Somewhere in the table put another column for a sequence number. So, instead of
img_id | album_id | uid | name | ext
-------+----------+-----+--------------+------
38 | 14 | 89 | mypetrat | jpg
39 | 14 | 89 | mypetlemur | jpg
40 | 2 | 12 | vacation_01 | jpg
41 | 14 | 89 | mypetvulture | jpg
42 | 2 | 12 | vacation_02 | jpg
43 | 2 | 12 | vacation_03 | jpg
44 | 14 | 89 | mypetcow | jpg
you have something like
img_id | album_id | seq_id | uid | name | ext
-------+----------+--------+-----+--------------+------
38 | 14 | 1 | 89 | mypetrat | jpg
39 | 14 | 2 | 89 | mypetlemur | jpg
40 | 2 | 1 | 12 | vacation_01 | jpg
41 | 14 | 3 | 89 | mypetvulture | jpg
42 | 2 | 2 | 12 | vacation_02 | jpg
43 | 2 | 3 | 12 | vacation_03 | jpg
44 | 14 | 4 | 89 | mypetcow | jpg
You could then grab the seq_id to the corresponding img_id
select seq_id from TABLE where img_id = $img_id
Then 1) calculate prev and next seq_id and 2) grab the img_ids you want be referencing the seq_id
my $p_seq_id = $seq_id - 1;
my $n_seq_id = $seq_id + 1;
"select img_id from TABLE where seq_id in ($p_seq_id, $seq_id, $n_seq_
+id)"
You could easily keep the current album seq_id value in another table and reference it when adding new images. As I said, it may be a hassle modifying your database, but it may be worthwhile in the long run as it more easily does what you want than the other options.

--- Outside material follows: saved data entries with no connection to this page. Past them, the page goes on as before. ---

//! Chess rules for live sessions.
//!
//! A thin, owned wrapper over `shakmaty`: legal-move application from
//! `{from, to, promotion}` input, move history, FEN serialization and
//! terminal-condition detection (checkmate, stalemate, draw).

pub mod logic;

pub use logic::board::{MoveInput, Side};
pub use logic::game::{ChessGame, MoveRecord, Terminal};
pub use logic::rules::RulesError;
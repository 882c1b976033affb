use axum::{routing::get, Router};
use config::ServerConfig;
use game_manager::AppState;
use health::{health_handler, index_handler};
use std::sync::Arc;
use tower_http::{cors::CorsLayer, trace::TraceLayer};
use tracing_subscriber::{layer::SubscriberExt, util::SubscriberInitExt, EnvFilter};
use ws::ws_handler;

mod config;
mod error;
mod game_manager;
mod health;
mod ws;

#[tokio::main]
async fn main() {
    tracing_subscriber::registry()
        .with(
            EnvFilter::try_from_default_env()
                .unwrap_or_else(|_| EnvFilter::new("server=info,tower_http=info")),
        )
        .with(tracing_subscriber::fmt::layer())
        .init();

    let config = ServerConfig::from_env();
    let addr = config.bind_addr;
    let state = Arc::new(AppState::new(config));

    Arc::clone(&state.matchmaker).spawn_pairing_task();

    let app = Router::new()
        .route("/", get(index_handler))
        .route("/health", get(health_handler))
        .route("/ws", get(ws_handler))
        .layer(CorsLayer::permissive())
        .layer(TraceLayer::new_for_http())
        .with_state(state);

    let listener = match tokio::net::TcpListener::bind(addr).await {
        Ok(listener) => listener,
        Err(e) => {
            tracing::error!(%addr, error = %e, "Failed to bind to address");
            std::process::exit(1);
        }
    };
    tracing::info!("listening on {}", addr);

    if let Err(e) = axum::serve(listener, app).await {
        tracing::error!(error = %e, "Server stopped");
        std::process::exit(1);
    }
}
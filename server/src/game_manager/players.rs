use dashmap::DashMap;
use shared::{PlayerDetails, Registration, ServerMessage};
use tokio::time::Instant;

use super::session::{Connection, Player};

/// Registered players and the connection each is currently reachable on.
/// Entries are replaced on re-registration and never removed.
#[derive(Default)]
pub struct PlayerRegistry {
    players: DashMap<String, Player>,
}

impl PlayerRegistry {
    pub fn new() -> Self {
        Self::default()
    }

    pub fn register(&self, registration: Registration, connection: Connection) -> PlayerDetails {
        let player = Player {
            id: registration.id,
            elo: registration.elo,
            time_control: registration.time_control,
            profile: registration.profile,
            joined_at: Instant::now(),
            connection,
            online: true,
        };
        let details = player.details();
        tracing::info!(
            player_id = %player.id,
            elo = player.elo,
            time_control = %player.time_control,
            connection_id = %player.connection.id,
            "Player registered"
        );
        self.players.insert(player.id.clone(), player);
        details
    }

    /// Points the player at a new connection. False if the id is unknown.
    pub fn rebind(&self, player_id: &str, connection: Connection) -> bool {
        let Some(mut player) = self.players.get_mut(player_id) else {
            return false;
        };
        tracing::info!(player_id = %player_id, connection_id = %connection.id, "Connection rebound");
        player.connection = connection;
        player.online = true;
        true
    }

    pub fn get(&self, player_id: &str) -> Option<Player> {
        self.players.get(player_id).map(|p| p.value().clone())
    }

    pub fn details(&self, player_id: &str) -> Option<PlayerDetails> {
        self.players.get(player_id).map(|p| p.details())
    }

    pub fn send(&self, player_id: &str, msg: ServerMessage) -> bool {
        self.players
            .get(player_id)
            .is_some_and(|player| player.send(msg))
    }

    /// Registered, with a socket that has not closed.
    pub fn is_online(&self, player_id: &str) -> bool {
        self.players
            .get(player_id)
            .is_some_and(|p| p.online && !p.connection.tx.is_closed())
    }

    pub fn is_bound(&self, player_id: &str, connection_id: &str) -> bool {
        self.players
            .get(player_id)
            .is_some_and(|p| p.connection.id == connection_id)
    }

    /// Marks the player whose current connection is `connection_id` offline
    /// and returns their id. A connection that was replaced by a rebind
    /// matches nobody.
    pub fn release(&self, connection_id: &str) -> Option<String> {
        let mut player = self
            .players
            .iter_mut()
            .find(|p| p.connection.id == connection_id)?;
        player.online = false;
        Some(player.key().clone())
    }
}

Note: This may be a good "teachable moment" as educators like to call them.
Perhaps the most important thing in designing an application that uses a database is to know thoroughly what you want from the application before you even begin designing the database. Too often, people design a database based on a less than thorough examination of the application requirements and end up having to redo it (the database.) :)
davidj | [reply] [d/l] [select] |
Solution - Re: Building an index for next/last in a photo album.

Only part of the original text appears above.